This page lists the most important current product limits so operators and contributors do not have to infer them from scattered documents.
Architectural Limits
- Spooky is centered on HTTP/3 downstream with scheme-driven upstream transport:
https://backends use HTTP/2,http://backends use HTTP/1.1. Mixed deployments are supported. - It is not yet a broad multi-protocol reverse proxy in the same class as older general-purpose incumbents.
- It is not yet a dynamic control-plane-driven proxy platform.
Configuration And Control Plane Limits
- Full configuration hot reload exists for runtime-managed settings, but some startup-owned changes still require a restart.
- Dynamic route updates are not implemented as a first-class runtime feature outside config reload.
- Dynamic upstream membership changes are limited to DNS refresh rather than a richer control-plane API.
- There is no transactional apply, generation diff, rollback, or staged config activation model.
Protocol Limits
- Upstream HTTP/3 forwarding is not implemented.
- CONNECT support exists only as a constrained policy feature, not as a broad proxy capability.
- WebSocket and upgrade handling are limited and are not yet a full-feature parity surface.
Traffic-Management Limits
- No route-level weighted traffic splitting.

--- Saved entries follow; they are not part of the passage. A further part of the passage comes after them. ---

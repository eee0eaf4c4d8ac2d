//! Overlay network configuration.
//!
//! A [`NetworkConfig`] is built once at startup from the IPv4 and IPv6 pool
//! CIDRs and then shared read-only with every call site that assigns peer
//! addresses. Changing the pools requires building a new configuration.

use ipnet::{Ipv4Net, Ipv6Net};
use serde::Serialize;
use std::net::{IpAddr, Ipv4Addr, Ipv6Addr};

use crate::error::IpamError;
use crate::ip::{self, resolve_gateway_v4, resolve_gateway_v6};
use crate::utils::ip_utils::format_host_route;

/// Resolved IPv4 and IPv6 overlay networks with their gateways
#[derive(Debug, Clone, PartialEq, Eq)]
pub struct NetworkConfig {
    gateway_v4: Ipv4Addr,
    gateway_v6: Ipv6Addr,
    network_v4: Ipv4Net,
    network_v6: Ipv6Net,
}

/// Addresses generated for a single peer
#[derive(Debug, Clone, Copy, PartialEq, Eq, Hash, Serialize)]
pub struct PeerAddress {
    pub ipv4: Ipv4Addr,
    pub ipv6: Ipv6Addr,
}

/// A free peer id together with the addresses it maps to
#[derive(Debug, Clone, Copy, PartialEq, Eq, Serialize)]
pub struct PeerAssignment {
    pub id: u32,
    #[serde(flatten)]
    pub address: PeerAddress,
}

/// Address families routed through the overlay
#[derive(Debug, Clone, Copy, PartialEq, Eq)]
pub struct AddressFamilies {
    pub ipv4: bool,
    pub ipv6: bool,
}

impl Default for AddressFamilies {
    fn default() -> Self {
        Self { ipv4: true, ipv6: true }
    }
}

impl NetworkConfig {
    /// Resolve both pools; any invalid CIDR fails the whole configuration
    pub fn new(v4_cidr: &str, v6_cidr: &str) -> Result<Self, IpamError> {
        let (gateway_v4, network_v4) = resolve_gateway_v4(v4_cidr)?;
        let (gateway_v6, network_v6) = resolve_gateway_v6(v6_cidr)?;

        log::info!(
            "Overlay networks initialized: {} (gateway {}), {} (gateway {})",
            network_v4,
            gateway_v4,
            network_v6,
            gateway_v6
        );

        Ok(Self {
            gateway_v4,
            gateway_v6,
            network_v4,
            network_v6,
        })
    }

    pub fn gateway_v4(&self) -> Ipv4Addr {
        self.gateway_v4
    }

    pub fn gateway_v6(&self) -> Ipv6Addr {
        self.gateway_v6
    }

    pub fn network_v4(&self) -> &Ipv4Net {
        &self.network_v4
    }

    pub fn network_v6(&self) -> &Ipv6Net {
        &self.network_v6
    }

    /// Generate the addresses of the peer with the given id
    pub fn allocate(&self, id: u32) -> Result<PeerAddress, IpamError> {
        let (ipv4, ipv6) = ip::allocate(&self.network_v4, &self.network_v6, id)?;
        Ok(PeerAddress { ipv4, ipv6 })
    }

    /// Pick the next free id and check that it still maps into both pools
    ///
    /// Nothing is reserved: the caller must serialize this call together with
    /// persisting the new peer.
    pub fn plan_next_peer(&self, assigned: &[u32]) -> Result<PeerAssignment, IpamError> {
        let id = ip::find_first_free_id(assigned);
        let address = self.allocate(id)?;
        Ok(PeerAssignment { id, address })
    }
}

impl PeerAddress {
    /// Render the peer's host routes, e.g. `10.99.97.2/32,fd00::10:97:2/128`
    pub fn allowed_ips(&self, families: AddressFamilies) -> String {
        let mut routes = Vec::with_capacity(2);
        if families.ipv4 {
            routes.push(format_host_route(IpAddr::V4(self.ipv4)));
        }
        if families.ipv6 {
            routes.push(format_host_route(IpAddr::V6(self.ipv6)));
        }
        routes.join(",")
    }
}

- No request mirroring or shadow traffic.
- No built-in fault injection layer.
- No full request/response rewrite/filter pipeline.
Security And Policy Limits
- No JWT validation.
- No OIDC or full auth gateway feature set.
- No external authorization filter.
- No RBAC or generic policy engine.
- No WAF or advanced request-inspection layer.
Platform And Ecosystem Limits
- No Kubernetes-native control plane or operator.
- No xDS-style fleet management.
- No plugin or extension model.
- No service-mesh positioning or mesh-native runtime integration.
Engineering Limits
- The central edge runtime remains concentrated in a very large module.
- This increases change risk and makes long-term feature growth harder.
- Some docs and operational guidance still need tighter separation between stable behavior and future intent.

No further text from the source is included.